A Practical Guide to Keeping Your Living Space Organised

Systems that hold up in real life, not just on Pinterest

There's a difference between a home that looks organised in photographs and one that actually functions well day to day. The former often involves matching storage boxes, carefully curated shelves, and a certain amount of effort that isn't sustainable for most households. The latter is built on simpler principles: having the right place for things, and making it easy to put them back.

This guide is aimed at the second kind of organisation. It's not about achieving a show-home aesthetic — it's about practical systems that reduce friction, save time, and make your home a more comfortable place to be.

Bright, organised living room
Organisation works best when it's built around how you actually use your space, not an idealised version of it.

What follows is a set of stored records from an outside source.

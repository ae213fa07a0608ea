// SPDX-License-Identifier: MPL-2.0
// This Source Code Form is subject to the terms of the Mozilla Public
// License, v. 2.0. If a copy of the MPL was not distributed with this
// file, You can obtain one at https://mozilla.org/MPL/2.0/.

//! Value types for device actions.
//!
//! Each type guarantees its value is within range once constructed, so a
//! resolved action can be handed to a device controller without further
//! checks.
//!
//! # Types
//!
//! - [`PowerState`] - On/Off
//! - [`Brightness`] - Brightness level (0-100%)
//! - [`HsColor`] - Hue 0-360, Saturation 0-100
//! - [`RgbColor`] - 8-bit RGB triple, convertible to [`HsColor`]
//! - [`ColorValue`] - A color as written in a command (hue/saturation or RGB)

mod brightness;
mod color;
mod power;
mod rgb_color;

pub use brightness::Brightness;
pub use color::{ColorValue, HsColor};
pub use power::PowerState;
pub use rgb_color::RgbColor;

The Core Principle: A Place for Everything

Most household clutter exists because items don't have a designated home. Things are set down on the nearest flat surface and never move again until there's a reason to deal with them — usually a visit from someone you want to impress.

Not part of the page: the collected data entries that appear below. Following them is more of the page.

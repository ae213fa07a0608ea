// SPDX-License-Identifier: MPL-2.0
// This Source Code Form is subject to the terms of the Mozilla Public
// License, v. 2.0. If a copy of the MPL was not distributed with this
// file, You can obtain one at https://mozilla.org/MPL/2.0/.

//! `VoxHome` Lib - Turn language-model replies into smart home actions.
//!
//! A language model answers a user's request in natural language and appends
//! command tokens such as `LIGHT:wiz:ON:brightness=50:color=240,100` or
//! `TV:OFF`. This library finds those tokens in the free-form text, repairs
//! the usual mistakes, and dispatches typed actions to your devices through a
//! [`DeviceController`](dispatch::DeviceController) you provide.
//!
//! # Supported Commands
//!
//! - **Lights**: power, brightness (0-100%), color as hue/saturation or RGB
//! - **TV**: power
//! - **Status**: query the state of all devices
//!
//! # Pipeline
//!
//! 1. [`command::tokenize`] finds command fragments in the response
//! 2. [`command::normalize`] splits a light fragment into tokens
//! 3. [`command::Resolver`] builds a [`LightAction`](command::LightAction),
//!    falling back to defaults for anything malformed
//! 4. [`dispatch::Sequencer`] runs the actions in order and reports
//!
//! [`CommandEngine`] wraps the whole pipeline; [`Assistant`] adds the
//! completion request in front of it (requires the `http` feature).
//!
//! # Quick Start
//!
//! ```
//! use voxhome_lib::CommandEngine;
//! use voxhome_lib::command::{LightAction, TvAction};
//! use voxhome_lib::dispatch::{DeviceController, DeviceStatus};
//! use voxhome_lib::error::ControlError;
//!
//! struct Console;
//!
//! impl DeviceController for Console {
//!     async fn set_light(&self, action: &LightAction) -> Result<String, ControlError> {
//!         Ok(action.describe())
//!     }
//!     async fn set_tv(&self, action: &TvAction) -> Result<String, ControlError> {
//!         Ok(action.describe())
//!     }
//!     async fn status(&self) -> Result<DeviceStatus, ControlError> {
//!         Ok(DeviceStatus::default())
//!     }
//! }
//!
//! #[tokio::main(flavor = "current_thread")]
//! async fn main() {
//!     let engine = CommandEngine::default();
//!     let report = engine
//!         .execute("Lights off, TV on!\nLIGHT:wiz:OFF\nTV:ON", &Console)
//!         .await;
//!
//!     assert_eq!(report.summary(), "Turned off wiz | Turned on TV");
//! }
//! ```
//!
//! # Configuration
//!
//! Aliases, fallback color, pacing delay and messages are set through
//! [`EngineConfig`], which can be loaded from JSON.

#[cfg(feature = "http")]
mod assistant;
pub mod command;
mod config;
pub mod dispatch;
mod engine;
pub mod error;
pub mod llm;
pub mod types;

#[cfg(feature = "http")]
pub use assistant::{Assistant, Reply};
pub use config::EngineConfig;
pub use engine::CommandEngine;
pub use error::{ControlError, Error, ParseError, ProtocolError, Result, ValueError};
pub use types::{Brightness, ColorValue, HsColor, PowerState, RgbColor};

Before buying any storage solutions or reorganising furniture, it's worth doing a room-by-room audit. For each space, ask: what do we actually use in here, and where do those things currently live? The items that genuinely belong in a room are often fewer than you'd expect. Many things accumulate by default rather than by design.

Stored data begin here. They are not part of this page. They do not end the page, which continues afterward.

// SPDX-License-Identifier: MPL-2.0
// This Source Code Form is subject to the terms of the Mozilla Public
// License, v. 2.0. If a copy of the MPL was not distributed with this
// file, You can obtain one at https://mozilla.org/MPL/2.0/.

//! Field parsers and the repair rules they apply.
//!
//! Every parameter parser returns a [`FieldOutcome`] instead of an error.
//! The resolver decides what a defaulted field turns into.
//!
//! | Input | Rule | Outcome |
//! |-------|------|---------|
//! | `brightness=75` | none | brightness 75 |
//! | `brightness="75"` | quotes stripped | brightness 75 |
//! | `brightness=150` | [`Repair::Clamped`] | brightness 100 |
//! | `brightness=240,100` | [`Repair::MisplacedColor`] | color (240, 100), default brightness |
//! | `brightness=40,1,2` | [`Repair::ExtraValues`] | brightness 40 |
//! | `brightness=bright` | [`Repair::InvalidNumber`] | brightness unset |
//! | `color=240,100` | none | color (240, 100) |
//! | `color=255,0,0` | RGB conversion | color (0, 100) |
//! | `color=#FF8000` | RGB conversion | color (30, 100) |
//! | `color=#GG0000` | [`Repair::InvalidHexColor`] | fallback color |
//! | `color=1,2,3,4` | [`Repair::UnsupportedColorArity`] | fallback color |
//! | `color=blue` | [`Repair::InvalidNumber`] | fallback color |

use std::fmt;

use crate::types::{Brightness, ColorValue, HsColor, RgbColor};

/// Parameter a value repair applied to.
#[derive(Debug, Clone, Copy, PartialEq, Eq, Hash)]
pub enum Field {
    /// `brightness=` value.
    Brightness,
    /// `color=` value.
    Color,
}

impl fmt::Display for Field {
    fn fmt(&self, f: &mut fmt::Formatter<'_>) -> fmt::Result {
        let name = match self {
            Self::Brightness => "brightness",
            Self::Color => "color",
        };
        write!(f, "{name}")
    }
}

/// A repair applied while resolving a light command.
#[derive(Debug, Clone, PartialEq, Eq)]
pub enum Repair {
    /// No recognized alias token; the default alias was used.
    MissingAlias {
        /// Alias substituted.
        default: String,
    },
    /// Neither `ON` nor `OFF` was present; the light is switched on.
    MissingPower,
    /// Parameters were present on an `OFF` command and dropped.
    IgnoredParameters {
        /// Number of parameter tokens dropped.
        count: usize,
    },
    /// A value was not a list of integers.
    InvalidNumber {
        /// Field the value belonged to.
        field: Field,
        /// Value as written.
        raw: String,
    },
    /// A value was outside its range and clamped.
    Clamped {
        /// Field the value belonged to.
        field: Field,
        /// Value as written.
        raw: String,
    },
    /// A hue/saturation pair was written as the brightness value.
    MisplacedColor {
        /// Color recovered from the brightness slot.
        color: HsColor,
    },
    /// A comma list in the brightness slot that is not a color; the first
    /// value was kept.
    ExtraValues {
        /// Value as written.
        raw: String,
    },
    /// A `#`-prefixed color that is not `#RGB` or `#RRGGBB`.
    InvalidHexColor {
        /// Value as written.
        raw: String,
    },
    /// A color with neither two nor three components.
    UnsupportedColorArity {
        /// Number of components found.
        count: usize,
    },
}

impl fmt::Display for Repair {
    fn fmt(&self, f: &mut fmt::Formatter<'_>) -> fmt::Result {
        match self {
            Self::MissingAlias { default } => write!(f, "no device alias, using {default}"),
            Self::MissingPower => write!(f, "no ON/OFF keyword, assuming ON"),
            Self::IgnoredParameters { count } => {
                write!(f, "ignored {count} parameter(s) on an OFF command")
            }
            Self::InvalidNumber { field, raw } => write!(f, "invalid {field} value {raw:?}"),
            Self::Clamped { field, raw } => write!(f, "{field} value {raw:?} clamped to range"),
            Self::MisplacedColor { color } => {
                write!(f, "color {color} found in the brightness slot")
            }
            Self::ExtraValues { raw } => write!(f, "brightness {raw:?} has extra values"),
            Self::InvalidHexColor { raw } => write!(f, "invalid hex color {raw:?}"),
            Self::UnsupportedColorArity { count } => {
                write!(f, "color with {count} component(s) is not HS or RGB")
            }
        }
    }
}

/// Result of parsing one field.
#[derive(Debug, Clone, PartialEq, Eq)]
pub enum FieldOutcome<T> {
    /// The value parsed cleanly.
    Parsed(T),
    /// A value was recovered by applying a repair.
    Repaired(T, Repair),
    /// No usable value; the caller substitutes its default.
    Defaulted(Repair),
}

impl<T> FieldOutcome<T> {
    /// Returns the value, if one was produced.
    #[must_use]
    pub fn value(self) -> Option<T> {
        match self {
            Self::Parsed(value) | Self::Repaired(value, _) => Some(value),
            Self::Defaulted(_) => None,
        }
    }

    /// Returns the repair applied, if any.
    #[must_use]
    pub fn repair(&self) -> Option<&Repair> {
        match self {
            Self::Parsed(_) => None,
            Self::Repaired(_, repair) | Self::Defaulted(repair) => Some(repair),
        }
    }

    fn map<U>(self, f: impl FnOnce(T) -> U) -> FieldOutcome<U> {
        match self {
            Self::Parsed(value) => FieldOutcome::Parsed(f(value)),
            Self::Repaired(value, repair) => FieldOutcome::Repaired(f(value), repair),
            Self::Defaulted(repair) => FieldOutcome::Defaulted(repair),
        }
    }
}

/// What a `brightness=` value turned out to hold.
#[derive(Debug, Clone, Copy, PartialEq, Eq)]
pub enum BrightnessSlot {
    /// A brightness level.
    Level(Brightness),
    /// A hue/saturation pair written in the wrong slot.
    MisplacedColor(HsColor),
}

/// Parses the value of a `brightness=` token.
///
/// # Examples
///
/// ```
/// use voxhome_lib::command::{BrightnessSlot, FieldOutcome, parse_brightness};
/// use voxhome_lib::types::{Brightness, HsColor};
///
/// assert_eq!(
///     parse_brightness("\"75\""),
///     FieldOutcome::Parsed(BrightnessSlot::Level(Brightness::new(75).unwrap()))
/// );
/// assert_eq!(
///     parse_brightness("240,100").value(),
///     Some(BrightnessSlot::MisplacedColor(HsColor::blue()))
/// );
/// assert_eq!(parse_brightness("high").value(), None);
/// ```
#[must_use]
pub fn parse_brightness(raw: &str) -> FieldOutcome<BrightnessSlot> {
    let value = strip_quotes(raw);

    if !value.contains(',') {
        return match parse_integer(value) {
            Some(level) => clamp_brightness(level, raw).map(BrightnessSlot::Level),
            None => invalid(Field::Brightness, raw),
        };
    }

    let Some(values) = parse_integer_list(value) else {
        return invalid(Field::Brightness, raw);
    };
    match values.as_slice() {
        [hue, saturation] => {
            let color = clamp_hs(*hue, *saturation);
            FieldOutcome::Repaired(
                BrightnessSlot::MisplacedColor(color),
                Repair::MisplacedColor { color },
            )
        }
        [first, ..] => {
            let level = clamp_brightness(*first, raw).value().unwrap_or(Brightness::MIN);
            FieldOutcome::Repaired(
                BrightnessSlot::Level(level),
                Repair::ExtraValues {
                    raw: raw.to_string(),
                },
            )
        }
        [] => invalid(Field::Brightness, raw),
    }
}

/// Parses the value of a `color=` token.
///
/// Two components are hue/saturation, three are an 8-bit RGB triple, and a
/// value starting with `#` is a hex RGB color.
///
/// # Examples
///
/// ```
/// use voxhome_lib::command::parse_color;
/// use voxhome_lib::types::HsColor;
///
/// let hs = parse_color("240,100").value().unwrap();
/// assert_eq!(hs.to_hs(), HsColor::blue());
///
/// let rgb = parse_color("255,0,0").value().unwrap();
/// assert_eq!(rgb.to_hs(), HsColor::red());
///
/// let hex = parse_color("#0000FF").value().unwrap();
/// assert_eq!(hex.to_hs(), HsColor::blue());
///
/// assert!(parse_color("1,2,3,4").value().is_none());
/// ```
#[must_use]
pub fn parse_color(raw: &str) -> FieldOutcome<ColorValue> {
    let value = strip_quotes(raw);
    if value.starts_with('#') {
        return match value.parse::<RgbColor>() {
            Ok(rgb) => FieldOutcome::Parsed(ColorValue::Rgb(rgb)),
            Err(_) => FieldOutcome::Defaulted(Repair::InvalidHexColor {
                raw: raw.to_string(),
            }),
        };
    }

    let Some(values) = parse_integer_list(value) else {
        return invalid(Field::Color, raw);
    };

    match values.as_slice() {
        [hue, saturation] => {
            let color = clamp_hs(*hue, *saturation);
            if i64::from(color.hue()) == *hue && i64::from(color.saturation()) == *saturation {
                FieldOutcome::Parsed(ColorValue::Hs(color))
            } else {
                FieldOutcome::Repaired(ColorValue::Hs(color), clamped(Field::Color, raw))
            }
        }
        [r, g, b] => {
            let channels = [*r, *g, *b].map(clamp_channel);
            let rgb = RgbColor::new(channels[0], channels[1], channels[2]);
            if [*r, *g, *b] == channels.map(i64::from) {
                FieldOutcome::Parsed(ColorValue::Rgb(rgb))
            } else {
                FieldOutcome::Repaired(ColorValue::Rgb(rgb), clamped(Field::Color, raw))
            }
        }
        other => FieldOutcome::Defaulted(Repair::UnsupportedColorArity { count: other.len() }),
    }
}

fn strip_quotes(raw: &str) -> &str {
    raw.trim().trim_matches(|c| c == '"' || c == '\'')
}

fn parse_integer(value: &str) -> Option<i64> {
    value.trim().parse().ok()
}

fn parse_integer_list(value: &str) -> Option<Vec<i64>> {
    value.split(',').map(parse_integer).collect()
}

fn invalid<T>(field: Field, raw: &str) -> FieldOutcome<T> {
    FieldOutcome::Defaulted(Repair::InvalidNumber {
        field,
        raw: raw.to_string(),
    })
}

fn clamped(field: Field, raw: &str) -> Repair {
    Repair::Clamped {
        field,
        raw: raw.to_string(),
    }
}

#[allow(clippy::cast_possible_truncation, clippy::cast_sign_loss)]
fn clamp_brightness(level: i64, raw: &str) -> FieldOutcome<Brightness> {
    // clamp keeps the value inside u8 range
    let bounded = level.clamp(0, 100) as u8;
    let brightness = Brightness::clamped(bounded);
    if i64::from(bounded) == level {
        FieldOutcome::Parsed(brightness)
    } else {
        FieldOutcome::Repaired(brightness, clamped(Field::Brightness, raw))
    }
}

#[allow(clippy::cast_possible_truncation, clippy::cast_sign_loss)]
fn clamp_hs(hue: i64, saturation: i64) -> HsColor {
    HsColor::clamped(
        hue.clamp(0, i64::from(HsColor::MAX_HUE)) as u16,
        saturation.clamp(0, i64::from(HsColor::MAX_SATURATION)) as u8,
    )
}

#[allow(clippy::cast_possible_truncation, clippy::cast_sign_loss)]
fn clamp_channel(value: i64) -> u8 {
    value.clamp(0, 255) as u8
}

Once you know what should be in each space, you can create a logical home for each category of item. The closer that home is to where the item is used, the more likely it is that it'll actually be returned there.

The Kitchen: Function Over Form

The kitchen is typically the most complex room to organise because it serves multiple functions and contains a large number of items — many of which are only used occasionally.

Work with your habits, not against them

Rather than imposing a system that looks logical on paper, observe where you naturally put things down. The counter next to the hob will always collect frequently used utensils; accept that and organise it intentionally. The area by the kettle will attract mugs, tea, coffee, and sugar — keep them there.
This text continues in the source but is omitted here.